Pfizer Inc. (NYSE:PFE) reported first-quarter results that came in ahead of Wall Street forecasts, supported by strong momentum in its recently launched and acquired product portfolio.
The drugmaker posted adjusted earnings per share of $0.75, exceeding the analyst consensus of $0.72 by $0.03. Revenue reached $14.5 billion, beating estimates of $13.84 billion and marking a 2% operational increase from $13.7 billion a year earlier. Excluding COVID-19 products Comirnaty and Paxlovid, revenue rose 7% operationally, while the company’s newer product portfolio delivered 22% operational growth year over year.
Shares edged up 0.2% following the release.

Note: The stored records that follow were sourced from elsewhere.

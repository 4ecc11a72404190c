use std::fs;
use std::path::{Path, PathBuf};

use anyhow::{Context, Result};
use serde::Deserialize;

use crate::domain::AccessPolicy;
use crate::utils::file::expand_path;

use super::cli::CliConfig;
use super::constants::{
    APP_DOT_FOLDER, CONFIG_FILE_NAME, DEFAULT_HOST, DEFAULT_PORT, SQLITE_MAX_CONNECTIONS,
};

/// Secrets shorter than this are accepted with a warning
const MIN_RECOMMENDED_SECRET_LEN: usize = 32;

// =============================================================================
// File Config Structs (JSON deserialization)
// =============================================================================

/// Server configuration section
#[derive(Debug, Default, Clone, Deserialize)]
pub struct ServerFileConfig {
    pub host: Option<String>,
    pub port: Option<u16>,
}

/// Database configuration section
#[derive(Debug, Default, Clone, Deserialize)]
pub struct DatabaseFileConfig {
    pub max_connections: Option<u32>,
}

/// Storage configuration section
#[derive(Debug, Default, Clone, Deserialize)]
pub struct StorageFileConfig {
    pub uploads_dir: Option<String>,
}

/// Authentication configuration section
#[derive(Debug, Default, Clone, Deserialize)]
pub struct AuthFileConfig {
    pub jwt_secret: Option<String>,
}

/// Access policy configuration section
#[derive(Debug, Default, Clone, Deserialize)]
pub struct AccessFileConfig {
    pub require_grant_for_published: Option<bool>,
}

/// File-based configuration (JSON)
#[derive(Debug, Default, Deserialize)]
pub struct FileConfig {
    pub server: Option<ServerFileConfig>,
    pub database: Option<DatabaseFileConfig>,
    pub storage: Option<StorageFileConfig>,
    pub auth: Option<AuthFileConfig>,
    pub access: Option<AccessFileConfig>,
    pub debug: Option<bool>,
    #[serde(flatten)]
    pub extra: serde_json::Value,
}

impl FileConfig {
    /// Load configuration from a JSON file
    fn load_from_file(path: &Path) -> Result<Self> {
        tracing::debug!(path = %path.display(), "Loading config file");
        let content = fs::read_to_string(path)
            .with_context(|| format!("Failed to read config file: {}", path.display()))?;
        let config: Self = serde_json::from_str(&content)
            .with_context(|| format!("Failed to parse config file: {}", path.display()))?;
        Ok(config)
    }

    /// Warn about unknown fields in the config
    fn warn_unknown_fields(&self) {
        if let serde_json::Value::Object(map) = &self.extra
            && !map.is_empty()
        {
            let keys_str: String = map
                .keys()
                .map(|k| k.as_str())
                .collect::<Vec<_>>()
                .join(", ");
            tracing::warn!(
                fields = %keys_str,
                "Unknown fields in config file (possible typos)"
            );
        }
    }

    /// Merge another FileConfig into this one (other takes precedence)
    fn merge(&mut self, other: FileConfig) {
        if let Some(server) = other.server {
            let current = self.server.get_or_insert_with(ServerFileConfig::default);
            if server.host.is_some() {
                current.host = server.host;
            }
            if server.port.is_some() {
                current.port = server.port;
            }
        }

        if let Some(database) = other.database {
            let current = self.database.get_or_insert_with(DatabaseFileConfig::default);
            if database.max_connections.is_some() {
                current.max_connections = database.max_connections;
            }
        }

        if let Some(storage) = other.storage {
            let current = self.storage.get_or_insert_with(StorageFileConfig::default);
            if storage.uploads_dir.is_some() {
                current.uploads_dir = storage.uploads_dir;
            }
        }

        if let Some(auth) = other.auth {
            let current = self.auth.get_or_insert_with(AuthFileConfig::default);
            if auth.jwt_secret.is_some() {
                current.jwt_secret = auth.jwt_secret;
            }
        }

        if let Some(access) = other.access {
            let current = self.access.get_or_insert_with(AccessFileConfig::default);
            if access.require_grant_for_published.is_some() {
                tracing::trace!(
                    value = ?access.require_grant_for_published,
                    "Merging access.require_grant_for_published"
                );
                current.require_grant_for_published = access.require_grant_for_published;
            }
        }

        if other.debug.is_some() {
            self.debug = other.debug;
        }
    }
}

// =============================================================================
// Runtime Config Structs (final merged configuration)
// =============================================================================

/// Server configuration
#[derive(Debug, Clone)]
pub struct ServerConfig {
    pub host: String,
    pub port: u16,
}

#[derive(Debug, Clone)]
pub struct DatabaseConfig {
    pub max_connections: u32,
}

#[derive(Debug, Clone, Default)]
pub struct StorageConfig {
    /// Overrides `<data_dir>/uploads`
    pub uploads_dir: Option<String>,
}

/// Authentication configuration
#[derive(Clone)]
pub struct AuthConfig {
    pub jwt_secret: String,
}

impl std::fmt::Debug for AuthConfig {
    fn fmt(&self, f: &mut std::fmt::Formatter<'_>) -> std::fmt::Result {
        f.debug_struct("AuthConfig")
            .field("jwt_secret", &"[REDACTED]")
            .finish()
    }
}

/// Final merged application configuration
#[derive(Debug, Clone)]
pub struct AppConfig {
    pub server: ServerConfig,
    pub database: DatabaseConfig,
    pub storage: StorageConfig,
    pub auth: AuthConfig,
    pub access: AccessPolicy,
    pub debug: bool,
}

impl AppConfig {
    /// Load configuration from all sources
    ///
    /// Priority (lowest to highest):
    /// 1. Defaults
    /// 2. Profile directory config (~/.edushare/edushare.json)
    /// 3. Local directory config OR CLI-specified config path
    /// 4. CLI arguments (which include env var fallbacks via clap)
    pub fn load(cli: &CliConfig) -> Result<Self> {
        tracing::debug!("Loading application configuration");

        let mut file_config = FileConfig::default();
        let mut found_configs: Vec<String> = Vec::new();

        if let Some(profile_path) = get_profile_config_path()
            && profile_path.exists()
        {
            let profile_config = FileConfig::load_from_file(&profile_path)?;
            profile_config.warn_unknown_fields();
            file_config.merge(profile_config);
            found_configs.push(profile_path.display().to_string());
        }

        let overlay_path = if let Some(ref path) = cli.config {
            let expanded = expand_path(&path.to_string_lossy());
            if !expanded.exists() {
                anyhow::bail!("Config file not found: {}", expanded.display());
            }
            Some(expanded)
        } else {
            let local = PathBuf::from(CONFIG_FILE_NAME);
            if local.exists() { Some(local) } else { None }
        };

        if let Some(path) = overlay_path {
            let overlay_config = FileConfig::load_from_file(&path)?;
            overlay_config.warn_unknown_fields();
            file_config.merge(overlay_config);
            found_configs.push(path.display().to_string());
        }

        tracing::debug!(configs = ?found_configs, "Config files loaded");

        let config = Self::layer(cli, file_config);
        config.validate()?;
        Ok(config)
    }

    /// Layer defaults, file values and CLI/env overrides
    fn layer(cli: &CliConfig, file_config: FileConfig) -> Self {
        let file_server = file_config.server.unwrap_or_default();
        let file_database = file_config.database.unwrap_or_default();
        let file_storage = file_config.storage.unwrap_or_default();
        let file_auth = file_config.auth.unwrap_or_default();
        let file_access = file_config.access.unwrap_or_default();

        let require_grant_for_published = cli
            .require_grant_for_published
            .or(file_access.require_grant_for_published)
            .unwrap_or(AccessPolicy::default().require_grant_for_published);

        Self {
            server: ServerConfig {
                host: cli
                    .host
                    .clone()
                    .or(file_server.host)
                    .unwrap_or_else(|| DEFAULT_HOST.to_string()),
                port: cli.port.or(file_server.port).unwrap_or(DEFAULT_PORT),
            },
            database: DatabaseConfig {
                max_connections: cli
                    .db_max_connections
                    .or(file_database.max_connections)
                    .unwrap_or(SQLITE_MAX_CONNECTIONS),
            },
            storage: StorageConfig {
                uploads_dir: cli.uploads_dir.clone().or(file_storage.uploads_dir),
            },
            auth: AuthConfig {
                jwt_secret: cli.jwt_secret.clone().or(file_auth.jwt_secret).unwrap_or_default(),
            },
            access: AccessPolicy {
                require_grant_for_published,
            },
            debug: cli.debug || file_config.debug.unwrap_or(false),
        }
    }

    /// Validate the configuration for consistency and correctness
    fn validate(&self) -> Result<()> {
        if self.server.host.is_empty() {
            anyhow::bail!("Configuration error: server.host must not be empty");
        }

        if self.server.port == 0 {
            anyhow::bail!("Configuration error: server.port must be greater than 0");
        }

        if self.database.max_connections == 0 {
            anyhow::bail!("Configuration error: database.max_connections must be greater than 0");
        }

        if self.auth.jwt_secret.trim().is_empty() {
            anyhow::bail!(
                "Configuration error: auth.jwt_secret is required (set --jwt-secret or EDUSHARE_JWT_SECRET)"
            );
        }
        if self.auth.jwt_secret.len() < MIN_RECOMMENDED_SECRET_LEN {
            tracing::warn!(
                min_len = MIN_RECOMMENDED_SECRET_LEN,
                "auth.jwt_secret is shorter than recommended"
            );
        }

        if is_all_interfaces(&self.server.host) {
            tracing::warn!(host = %self.server.host, "Server is listening on all interfaces");
        }

        Ok(())
    }
}

/// Get the profile config path (~/.edushare/edushare.json)
fn get_profile_config_path() -> Option<PathBuf> {
    dirs::home_dir().map(|h| h.join(APP_DOT_FOLDER).join(CONFIG_FILE_NAME))
}

/// Check if host binds to all network interfaces
pub fn is_all_interfaces(host: &str) -> bool {
    matches!(host, "0.0.0.0" | "::" | "[::]")
}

“We’re off to a strong start in 2026, and it reinforces our confidence that we will successfully navigate this defining period for Pfizer,” said Dr. Albert Bourla, Chairman and CEO. “Our R&D pipeline is advancing on multiple fronts – with positive Phase 3 readouts and encouraging mid-stage results building meaningful momentum – and I’m particularly encouraged by what we’re seeing in oncology and obesity.”

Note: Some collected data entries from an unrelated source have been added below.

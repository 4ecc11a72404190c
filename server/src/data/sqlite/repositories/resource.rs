//! Resource repository for SQLite operations

use sqlx::SqlitePool;

use crate::data::sqlite::SqliteError;
use crate::data::types::{ListResourcesParams, ResourceRow, ResourceStats, ResourceSummary};

/// Shared predicate for listing and counting.
///
/// ?1 status, ?2 school whose grants must cover the resource, ?3 subject,
/// ?4 grade, ?5 type, ?6 title substring.
const LISTING_FILTER: &str = r#"
    FROM resources r
    JOIN subjects s ON s.id = r.subject_id
    JOIN grades g ON g.id = r.grade_id
    LEFT JOIN resource_types t ON t.id = r.type_id
    WHERE (?1 IS NULL OR r.status = ?1)
      AND (?2 IS NULL OR EXISTS (
            SELECT 1 FROM school_subject_permissions p
            WHERE p.school_id = ?2 AND p.subject_id = r.subject_id AND p.grade_id = r.grade_id))
      AND (?3 IS NULL OR r.subject_id = ?3)
      AND (?4 IS NULL OR r.grade_id = ?4)
      AND (?5 IS NULL OR r.type_id = ?5)
      AND (?6 IS NULL OR r.title LIKE '%' || ?6 || '%')
"#;

/// Get a resource by ID
pub async fn get_resource(pool: &SqlitePool, id: i64) -> Result<Option<ResourceRow>, SqliteError> {
    let row = sqlx::query_as::<_, ResourceRow>(
        r#"
        SELECT id, title, description, subject_id, grade_id, type_id, status,
               file_path, file_name, file_size, file_extension, created_by,
               view_count, download_count, likes, created_at, updated_at
        FROM resources
        WHERE id = ?
        "#,
    )
    .bind(id)
    .fetch_optional(pool)
    .await?;

    Ok(row)
}

/// List resources, newest first, with the total matching count
pub async fn list_resources(
    pool: &SqlitePool,
    params: &ListResourcesParams,
) -> Result<(Vec<ResourceSummary>, u64), SqliteError> {
    let status = params.status.map(|s| s.as_str());
    let search = params
        .search
        .as_deref()
        .map(str::trim)
        .filter(|s| !s.is_empty());

    let total: i64 = sqlx::query_scalar(&format!("SELECT COUNT(*) {}", LISTING_FILTER))
        .bind(status)
        .bind(params.granted_to)
        .bind(params.subject_id)
        .bind(params.grade_id)
        .bind(params.type_id)
        .bind(search)
        .fetch_one(pool)
        .await?;

    let sql = format!(
        r#"
        SELECT r.id, r.title, r.description,
               r.subject_id, s.name AS subject_name,
               r.grade_id, g.name AS grade_name,
               r.type_id, t.name AS type_name,
               r.status, r.file_name, r.file_size, r.file_extension, r.created_by,
               r.view_count, r.download_count, r.likes,
               (SELECT GROUP_CONCAT(rt.tag, char(31)) FROM resource_tags rt
                WHERE rt.resource_id = r.id) AS tags,
               r.created_at, r.updated_at
        {}
        ORDER BY r.created_at DESC, r.id DESC
        LIMIT ?7 OFFSET ?8
        "#,
        LISTING_FILTER
    );

    let rows = sqlx::query_as::<_, ResourceSummary>(&sql)
        .bind(status)
        .bind(params.granted_to)
        .bind(params.subject_id)
        .bind(params.grade_id)
        .bind(params.type_id)
        .bind(search)
        .bind(i64::from(params.limit))
        .bind(params.offset())
        .fetch_all(pool)
        .await?;

    Ok((rows, total.max(0) as u64))
}

/// Counters alongside live fact-row counts
pub async fn resource_stats(
    pool: &SqlitePool,
    id: i64,
) -> Result<Option<ResourceStats>, SqliteError> {
    let row: Option<(i64, i64, i64, i64, i64, i64, i64)> = sqlx::query_as(
        r#"
        SELECT r.id, r.view_count, r.download_count, r.likes,
               (SELECT COUNT(*) FROM resource_views v WHERE v.resource_id = r.id),
               (SELECT COUNT(*) FROM resource_downloads d WHERE d.resource_id = r.id),
               (SELECT COUNT(*) FROM resource_likes l WHERE l.resource_id = r.id)
        FROM resources r
        WHERE r.id = ?
        "#,
    )
    .bind(id)
    .fetch_optional(pool)
    .await?;

    Ok(row.map(
        |(resource_id, view_count, download_count, likes, view_rows, download_rows, like_rows)| {
            ResourceStats {
                resource_id,
                view_count,
                download_count,
                likes,
                view_rows,
                download_rows,
                like_rows,
            }
        },
    ))
}

/// Count resources grouped by status
pub async fn count_by_status(pool: &SqlitePool) -> Result<Vec<(String, i64)>, SqliteError> {
    let rows: Vec<(String, i64)> =
        sqlx::query_as("SELECT status, COUNT(*) FROM resources GROUP BY status ORDER BY status")
            .fetch_all(pool)
            .await?;
    Ok(rows)
}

Growth was driven by several key products, including Padcev, which rose 39% operationally, Eliquis, up 8%, oncology biosimilars, which increased 52%, and Nurtec, up 41%. These gains were partly offset by continued declines in COVID-19-related products, with Comirnaty falling 59% operationally and Paxlovid down 63%.
Pfizer reaffirmed its full-year 2026 outlook, projecting revenue in the range of $59.5 billion to $62.5 billion and adjusted earnings per share between $2.80 and $3.00. The midpoint of the EPS guidance at $2.90 remains slightly below the analyst consensus of $2.96.